The newly identified p53-related gene, p73, encodes a nuclear transcription factor. Unlike p53, p73 has various isoforms with different NH(2)- and COOH-terminal tails. p73alpha with the longest COOH-terminal extension is most abundantly expressed in many tissues and cells among those splicing isoforms of p73 and the COOH-terminal region appears to have an autoregulatory function. To isolate and characterize the cellular protein(s) that interacts with the unique COOH-terminal region of p73alpha, we employed a yeast two-hybrid screen with a human fetal brain and 293 cell cDNA libraries.
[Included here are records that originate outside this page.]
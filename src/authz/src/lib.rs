//! # VRN Authorization
//!
//! Client-side authorization over privileges held by a remote authority.
//!
//! ## Features
//!
//! - **VRN scopes** with wildcards, qualifiers and specificity ranking
//! - **Policy registry** resolving permission names to decision policies
//! - **Two-tier TTL cache** for privilege sets and permission names
//! - **Tri-state evaluation**: allow, deny, or indeterminate on conflict
//!
//! ## Example
//!
//! ```rust
//! use std::sync::Arc;
//! use async_trait::async_trait;
//! use vrn_authz::{
//!     AuthzContext, BasePolicy, CacheConfig, Decision, PermissionId, PermissionResolver,
//!     PolicyRegistry, PrivilegeCache, PrivilegeFetcher, PrivilegeRecord, Urn,
//! };
//!
//! struct Authority;
//!
//! #[async_trait]
//! impl PrivilegeFetcher for Authority {
//!     async fn fetch_privileges(
//!         &self,
//!         _user: &str,
//!         _service: &str,
//!     ) -> anyhow::Result<Vec<PrivilegeRecord>> {
//!         Ok(vec![PrivilegeRecord::new("1", "vrn:*:*:widget/*", true).with_permission("7")])
//!     }
//! }
//!
//! #[async_trait]
//! impl PermissionResolver for Authority {
//!     async fn resolve_permission_name(&self, _id: &PermissionId) -> anyhow::Result<String> {
//!         Ok("widgets.read".to_string())
//!     }
//! }
//!
//! #[tokio::main]
//! async fn main() -> Result<(), Box<dyn std::error::Error>> {
//!     let cache = PrivilegeCache::with_source(Arc::new(Authority), CacheConfig::default());
//!     let cache = Arc::new(cache);
//!     let context = AuthzContext::builder()
//!         .cache(cache)
//!         .registry(Arc::new(PolicyRegistry::new()))
//!         .policy(Arc::new(BasePolicy::new("widgets.read", "widgets")))
//!         .build()?;
//!
//!     let user = Urn::parse("user://local/ds-1/alice")?;
//!     let decision = context
//!         .authorize("widgets.read", Some(&user), "vrn:local:ds-1:widget/42")
//!         .await?;
//!
//!     assert_eq!(decision, Decision::Allow);
//!     Ok(())
//! }
//! ```

pub mod cache;
pub mod config;
pub mod engine;
pub mod error;
pub mod identity;
pub mod indexed_set;
pub mod policy;
pub mod privilege;
pub mod scope;

// Re-export commonly used types
pub use cache::{CacheStats, PermissionResolver, PrivilegeCache, PrivilegeFetcher};
pub use config::CacheConfig;
pub use engine::{AuthzContext, CurrentUser, Decision, PolicyEvaluator, Resource, Target};
pub use error::{AuthzError, Result};
pub use identity::{IdentifierError, Urn};
pub use indexed_set::{Identifiable, IndexedSet};
pub use policy::{BasePolicy, MostSpecificPolicy, Policy, PolicyRegistry};
pub use privilege::{GroupId, PermissionId, Privilege, PrivilegeId, PrivilegeRecord};
pub use scope::{Qualifiers, Scope, ScopeError};

/// Library version
pub const VERSION: &str = env!("CARGO_PKG_VERSION");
We identified the receptor for activated C kinase (RACK1) as a new member of p73alpha-binding proteins. The interaction was confirmed by coimmunoprecipitation experiments, whereas RACK1 did not interact with p53 or p73beta. Ectopic overexpression of RACK1 in SAOS-2 cells reduced the p73alpha-mediated transcription from the p53/p73-responsive promoters, and inhibited the p73alpha-dependent apoptosis. On the other hand, the p53-dependent transcriptional activation as well as apoptosis was unaffected in the presence of RACK1. Furthermore, we found that pRB physically bound to RACK1, and repressed the RACK1-dependent inhibition of p73alpha. Taken together, our observations suggest that pRB diminishes the RACK1-mediated inhibition of p73alpha activity through the interaction with RACK1.